VMFS Heartbeat and ATS

• VMFS Heart Beat

– VMFS relies on on-disk locks to arbitrate access to shared storage. It uses on-disk heartbeat to indicate liveness of hosts using the filesystem

– Starting ESX 5.5x VMFS HB started using ATS.

• Not using ATS exposes the issue of Delayed write

• ESX 6.5 (and ESX 6.0 U3) introduces hardening of ATS HB algorithm to handle erroneous miscompares from underlying storage.

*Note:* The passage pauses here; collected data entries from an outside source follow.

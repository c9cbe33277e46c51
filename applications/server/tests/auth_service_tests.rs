/// Authentication service tests
/// Tests JWT generation, password hashing, token validation
use chrono::Utc;
use jsonwebtoken::{encode, EncodingKey, Header};
use musicapp_server::services::{AuthService, Claims};

fn create_test_auth_service() -> AuthService {
    AuthService::new("test-secret-key".to_string(), 1, 4)
}

/// Test password hashing produces valid bcrypt hashes
#[test]
fn test_password_hashing() {
    let auth_service = create_test_auth_service();

    let password = "MySecurePassword123!";
    let hash = auth_service.hash_password(password).unwrap();

    // Verify hash format (bcrypt starts with $2b$ or $2a$)
    assert!(hash.starts_with("$2b$") || hash.starts_with("$2a$"));
    assert_eq!(hash.len(), 60);

    // Verify the hash is different each time (salt is random)
    let hash2 = auth_service.hash_password(password).unwrap();
    assert_ne!(hash, hash2, "Hashes should differ due to random salt");
}

/// The configured cost is encoded in the hash
#[test]
fn test_password_hash_uses_configured_cost() {
    let auth_service = create_test_auth_service();

    let hash = auth_service.hash_password("password123").unwrap();
    assert_eq!(&hash[4..7], "04$");
}

#[test]
fn test_password_verification() {
    let auth_service = create_test_auth_service();

    let hash = auth_service.hash_password("MySecurePassword123!").unwrap();

    assert!(auth_service
        .verify_password("MySecurePassword123!", &hash)
        .unwrap());
    assert!(!auth_service.verify_password("WrongPassword", &hash).unwrap());
}

/// Test password verification with invalid hash format
#[test]
fn test_password_verification_invalid_hash() {
    let auth_service = create_test_auth_service();

    let result = auth_service.verify_password("password", "not-a-valid-hash");
    assert!(result.is_err(), "Invalid hash should return error");
}

/// Test JWT access token generation and validation
#[test]
fn test_access_token_generation_and_validation() {
    let auth_service = create_test_auth_service();

    let issued = auth_service.create_access_token(7).unwrap();
    assert!(!issued.token.is_empty(), "Token should not be empty");

    let claims = auth_service.verify_access_token(&issued.token).unwrap();
    assert_eq!(claims.user_id().unwrap(), 7);
    assert_eq!(claims.jti, issued.jti);

    // One hour lifetime
    assert_eq!(claims.exp - claims.iat, 3600);
}

#[test]
fn test_tokens_get_distinct_ids() {
    let auth_service = create_test_auth_service();

    let a = auth_service.create_access_token(1).unwrap();
    let b = auth_service.create_access_token(1).unwrap();
    assert_ne!(a.jti, b.jti);
    assert_ne!(a.token, b.token);
}

/// Test token signed with a different secret is rejected
#[test]
fn test_token_with_wrong_secret_rejected() {
    let issuer = AuthService::new("secret-one".to_string(), 1, 4);
    let verifier = AuthService::new("secret-two".to_string(), 1, 4);

    let issued = issuer.create_access_token(1).unwrap();
    assert!(verifier.verify_access_token(&issued.token).is_err());
}

/// Test expired token is rejected
#[test]
fn test_expired_token_rejected() {
    let auth_service = create_test_auth_service();

    // Past the default 60s leeway
    let now = Utc::now().timestamp();
    let claims = Claims {
        sub: "1".to_string(),
        exp: now - 3600,
        iat: now - 7200,
        jti: "expired".to_string(),
    };
    let token = encode(
        &Header::default(),
        &claims,
        &EncodingKey::from_secret(b"test-secret-key"),
    )
    .unwrap();

    assert!(auth_service.verify_access_token(&token).is_err());
}

#[test]
fn test_malformed_token_rejected() {
    let auth_service = create_test_auth_service();

    assert!(auth_service.verify_access_token("").is_err());
    assert!(auth_service.verify_access_token("a.b.c").is_err());
}

/// A token whose subject is not a user id cannot authenticate
#[test]
fn test_non_numeric_subject_rejected() {
    let claims = Claims {
        sub: "not-a-number".to_string(),
        exp: 0,
        iat: 0,
        jti: "x".to_string(),
    };
    assert!(claims.user_id().is_err());
}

• Best Practice: Use ATS for Heart Beat.

bution

VMFS Troubleshooting

• VOMA – Using vSphere On-Disk Metadata Analyzer

• Check vmfs, lvm metadata errors

– voma –m vmfs -f check -d /vmfs/devices/disks/<device>

• Fix vmfs, lvm metadata errors

– voma –m vmfs -f fix -d /vmfs/devices/disks/<device>

• Collect metadata dump

– voma -f dump -d /vmfs/devices/disks/<device> -D <path for dump file>

• Recommendation: Power off VM or migrate them to different datastore before using VOMA.

• Please refer KB 2036767 for more information.

bution

NFS Best Practices

bution

NFS Configuration Best Practices (NFSv3 & NFSv4.1)

• Network considerations:

• Minimum NIC speed 1Gb (recommended speed 10Gb)

• Use separate vmkernel port group for NFS traffic

• Avoid multiple hops between ESXi host and NFS server

• Configure same MTU for all the devices in the path (recommended MTU 9000)

• Recommendation: Configure with no Single Point Of Failure.

VMware EXi

Switch NFS Storage

bution

NFS Multi-pathing Best Practices (NFSv4.1 Only)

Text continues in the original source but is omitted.